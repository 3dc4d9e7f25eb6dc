use crate::common::models::ProcessingStatus;
use chrono::{DateTime, Utc};
use serde::{Deserialize, Serialize};
use utoipa::{IntoParams, ToSchema};

/// A workbook received from a client, named after the file it was read from
#[derive(Debug, Clone)]
pub struct UploadedFile {
    pub name: String,
    pub bytes: Vec<u8>,
}

/// Response of the raw upload endpoint
#[derive(Debug, Clone, Serialize, Deserialize, ToSchema)]
pub struct StoredUpload {
    pub success: bool,
    pub filename: String,
}

#[derive(Debug, Clone, Default, Deserialize, IntoParams)]
#[into_params(parameter_in = Query)]
pub struct IngestQuery {
    /// Replace operations already ingested from a workbook with the same name
    #[serde(default)]
    pub replace: bool,
}

#[derive(Debug, Clone, Default, Deserialize, IntoParams)]
#[into_params(parameter_in = Query)]
pub struct OperationListQuery {
    /// Case-insensitive fragment of the operation name
    pub search: Option<String>,
}

/// Outcome of ingesting one workbook of a batch
#[derive(Debug, Clone, Serialize, Deserialize, ToSchema)]
pub struct FileIngestReport {
    pub file: String,
    pub status: ProcessingStatus,
    /// Position of the new operation in the database
    pub operation_index: Option<usize>,
    /// Operations from the same workbook removed before appending
    pub replaced: usize,
    pub records: usize,
    pub error: Option<String>,
}

/// Outcome of a batch; one failing file never stops the others
#[derive(Debug, Clone, Serialize, Deserialize, ToSchema)]
pub struct IngestReport {
    pub succeeded: usize,
    pub failed: usize,
    pub files: Vec<FileIngestReport>,
    pub started_at: DateTime<Utc>,
    pub completed_at: DateTime<Utc>,
}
****************************************
=== Required action ===
Which lines in the material contain the word "struct"? Pull each of them out.

=== Response to the exercise ===
pub struct UploadedFile {
pub struct StoredUpload {
pub struct IngestQuery {
pub struct OperationListQuery {
pub struct FileIngestReport {
pub struct IngestReport {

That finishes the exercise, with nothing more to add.